Report every line of the records that includes the word "Result".

RECORDS SUPPLIED —
[Start of Attachment]

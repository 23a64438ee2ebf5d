//! The signed-in user's own badge submissions.

use tracing::{debug, error, info, warn};

use crate::api::IconFile;
use crate::app::BadgeSync;
use crate::error::BadgeSyncError;
use crate::models::{SubmissionBadge, SubmissionStatus};
use crate::notices::NoticeLevel;
use crate::store::{self, submissions_key};

/// Per-status tally of the submission list.
#[derive(Debug, Clone, Copy, Default, PartialEq, Eq)]
pub struct SubmissionCounts {
    pub pending: usize,
    pub approved: usize,
    pub rejected: usize,
    pub banned: usize,
}

impl SubmissionCounts {
    pub fn tally(submissions: &[SubmissionBadge]) -> Self {
        let mut counts = Self::default();
        for submission in submissions {
            match submission.status {
                SubmissionStatus::Pending => counts.pending += 1,
                SubmissionStatus::Approved => counts.approved += 1,
                SubmissionStatus::Rejected => counts.rejected += 1,
                SubmissionStatus::Banned => counts.banned += 1,
            }
        }
        counts
    }
}

impl BadgeSync {
    /// Submit a new badge for review.
    ///
    /// Checks the session, then the name and icon, before anything goes over
    /// the network. On success the submission list is refetched so it shows
    /// the server-assigned id and status.
    pub async fn submit(&self, name: &str, icon: Option<&IconFile>) -> Result<(), BadgeSyncError> {
        if !self.is_alive() {
            return Err(BadgeSyncError::Disposed);
        }

        let token = self.read_state().auth.as_ref().map(|a| a.token.clone());
        let Some(token) = token else {
            return Err(self.fail(BadgeSyncError::Unauthenticated));
        };

        let name = name.trim();
        if name.is_empty() {
            return Err(self.fail(BadgeSyncError::Validation(
                "Badge name is required".to_string(),
            )));
        }
        let icon = match icon {
            Some(icon) if !icon.bytes.is_empty() => icon,
            _ => {
                return Err(self.fail(BadgeSyncError::Validation(
                    "Select an icon image".to_string(),
                )))
            }
        };

        let Some(backend) = self.config().backend().map(str::to_string) else {
            return Err(self.fail(BadgeSyncError::Configuration(
                "Badge backend URL is not set".to_string(),
            )));
        };

        info!(name, bytes = icon.bytes.len(), "Submitting badge");
        if let Err(e) = self.inner.api.submit(&backend, &token, name, icon).await {
            error!(error = %e, "Badge submission failed");
            return Err(self.fail(e.into()));
        }

        if !self.is_alive() {
            return Ok(());
        }
        self.announce(NoticeLevel::Success, "Badge submitted for review");

        if let Err(e) = self.fetch_mine().await {
            debug!(error = %e, "Submission refetch failed");
        }
        Ok(())
    }

    /// Replace the submission list with the server's. Does nothing without a
    /// session or a configured backend.
    pub async fn fetch_mine(&self) -> Result<(), BadgeSyncError> {
        if !self.is_alive() {
            return Ok(());
        }

        let (token, local) = {
            let state = self.read_state();
            (
                state.auth.as_ref().map(|a| a.token.clone()),
                state.local_user.clone(),
            )
        };
        let backend = self.config().backend().map(str::to_string);
        let (Some(token), Some(backend)) = (token, backend) else {
            debug!("Skipping submission fetch: not logged in or no backend");
            return Ok(());
        };

        let submissions = match self.inner.api.fetch_mine(&backend, &token).await {
            Ok(submissions) => submissions,
            Err(e) => {
                error!(error = %e, "Failed to fetch submissions");
                return Err(self.fail(e.into()));
            }
        };

        if !self.is_alive() {
            return Ok(());
        }

        {
            let mut state = self.write_state();
            let same_session = state.local_user == local
                && state.auth.as_ref().map(|a| a.token.as_str()) == Some(token.as_str());
            if !same_session {
                debug!("Session changed while fetching submissions, discarding");
                return Ok(());
            }
            state.submissions = submissions.clone();
        }

        if let Some(local) = local {
            let key = submissions_key(&local);
            if let Err(e) = store::replace_json(self.store(), &key, Some(&submissions)).await {
                warn!(error = %e, "Failed to persist submissions");
            }
        }

        debug!(count = submissions.len(), "Submissions updated");
        self.notify();
        Ok(())
    }

    pub fn submissions(&self) -> Vec<SubmissionBadge> {
        self.read_state().submissions.clone()
    }

    pub fn submission_counts(&self) -> SubmissionCounts {
        SubmissionCounts::tally(&self.read_state().submissions)
    }

    pub(crate) async fn load_submissions(&self, local: Option<&str>) -> Vec<SubmissionBadge> {
        let Some(local) = local else {
            return Vec::new();
        };
        let key = submissions_key(local);
        match store::load_json::<Vec<SubmissionBadge>>(self.store(), &key).await {
            Ok(submissions) => submissions.unwrap_or_default(),
            Err(e) => {
                warn!(error = %e, "Failed to load submissions");
                Vec::new()
            }
        }
    }
}

#[cfg(test)]
mod tests {
    use super::*;
    use crate::store::{auth_key, save_json};
    use crate::test_support::{auth_state, icon, submission, submission_with, ApiCall, Harness};

    async fn logged_in() -> Harness {
        let h = Harness::new();
        save_json(h.store.as_ref(), &auth_key("local-1"), &auth_state("tok")).await.unwrap();
        h.sync.set_local_user(None).await;
        h.sync.set_local_user(Some("local-1".to_string())).await;
        assert!(h.sync.is_authenticated());
        h
    }

    #[tokio::test]
    async fn test_submit_unauthenticated_sends_nothing() {
        let h = Harness::new();

        let err = h.sync.submit("Cool Badge", Some(&icon())).await.unwrap_err();

        assert!(matches!(err, BadgeSyncError::Unauthenticated));
        assert!(h.api.calls().is_empty());
        assert!(h.notices.last_error().is_some());
    }

    #[tokio::test]
    async fn test_submit_validation_happens_before_network() {
        let h = logged_in().await;

        let err = h.sync.submit("", Some(&icon())).await.unwrap_err();
        assert!(matches!(err, BadgeSyncError::Validation(_)));

        let err = h.sync.submit("   ", Some(&icon())).await.unwrap_err();
        assert!(matches!(err, BadgeSyncError::Validation(_)));

        let err = h.sync.submit("name", None).await.unwrap_err();
        assert!(matches!(err, BadgeSyncError::Validation(_)));

        let empty = IconFile::new("empty.png", "image/png", Vec::new());
        let err = h.sync.submit("name", Some(&empty)).await.unwrap_err();
        assert!(matches!(err, BadgeSyncError::Validation(_)));

        assert!(h.api.calls().is_empty());
    }

    #[tokio::test]
    async fn test_submit_success_refetches_wholesale() {
        let h = logged_in().await;
        h.api.set_mine(vec![submission("old")]);
        h.sync.fetch_mine().await.unwrap();

        h.api.set_mine(vec![
            submission("new-1"),
            submission_with("new-2", SubmissionStatus::Approved),
        ]);
        h.sync.submit("  Cool Badge ", Some(&icon())).await.unwrap();

        let ids: Vec<String> = h.sync.submissions().into_iter().map(|s| s.badge.id).collect();
        assert_eq!(ids, vec!["new-1", "new-2"]);
        assert!(h.api.calls().contains(&ApiCall::Submit {
            token: "tok".to_string(),
            name: "Cool Badge".to_string(),
            icon_bytes: icon().bytes.len(),
        }));
        assert_eq!(
            h.sync.submission_counts(),
            SubmissionCounts { pending: 1, approved: 1, rejected: 0, banned: 0 }
        );
    }

    #[tokio::test]
    async fn test_submit_server_error_uses_structured_message() {
        let h = logged_in().await;
        h.api.set_submit_status(Some((400, r#"{"error":"Name already taken"}"#)));

        let err = h.sync.submit("Cool Badge", Some(&icon())).await.unwrap_err();

        assert_eq!(err.to_string(), "Name already taken");
        assert_eq!(h.notices.last_error().as_deref(), Some("Name already taken"));
        assert!(!h.api.calls().iter().any(|c| matches!(c, ApiCall::FetchMine(_))));
    }

    #[tokio::test]
    async fn test_submit_server_error_without_body_mentions_status() {
        let h = logged_in().await;
        h.api.set_submit_status(Some((500, "")));

        let err = h.sync.submit("Cool Badge", Some(&icon())).await.unwrap_err();

        assert!(err.to_string().contains("500"));
    }

    #[tokio::test]
    async fn test_fetch_mine_without_session_is_silent_noop() {
        let h = Harness::new();

        h.sync.fetch_mine().await.unwrap();

        assert!(h.api.calls().is_empty());
        assert!(h.notices.last_error().is_none());
    }

    #[tokio::test]
    async fn test_fetch_mine_without_backend_is_silent_noop() {
        let h = Harness::with_config(|c| c.backend_url = None);
        save_json(h.store.as_ref(), &auth_key("local-1"), &auth_state("tok")).await.unwrap();
        h.sync.set_local_user(None).await;
        h.sync.set_local_user(Some("local-1".to_string())).await;

        h.sync.fetch_mine().await.unwrap();

        assert!(h.api.calls().is_empty());
    }

    #[tokio::test]
    async fn test_fetch_mine_persists_scoped_list() {
        let h = logged_in().await;
        h.api.set_mine(vec![submission("s1")]);

        h.sync.fetch_mine().await.unwrap();

        let stored: Option<Vec<SubmissionBadge>> =
            store::load_json(h.store.as_ref(), &submissions_key("local-1")).await.unwrap();
        assert_eq!(stored.unwrap().len(), 1);
    }

    #[tokio::test]
    async fn test_fetch_mine_failure_keeps_list() {
        let h = logged_in().await;
        h.api.set_mine(vec![submission("s1")]);
        h.sync.fetch_mine().await.unwrap();
        h.api.set_mine_status(Some((502, "")));

        assert!(h.sync.fetch_mine().await.is_err());
        assert_eq!(h.sync.submissions().len(), 1);
    }
}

[End of Attachment]

SOLUTION TO THIS PROBLEM —
    pub async fn submit(&self, name: &str, icon: Option<&IconFile>) -> Result<(), BadgeSyncError> {
    pub async fn fetch_mine(&self) -> Result<(), BadgeSyncError> {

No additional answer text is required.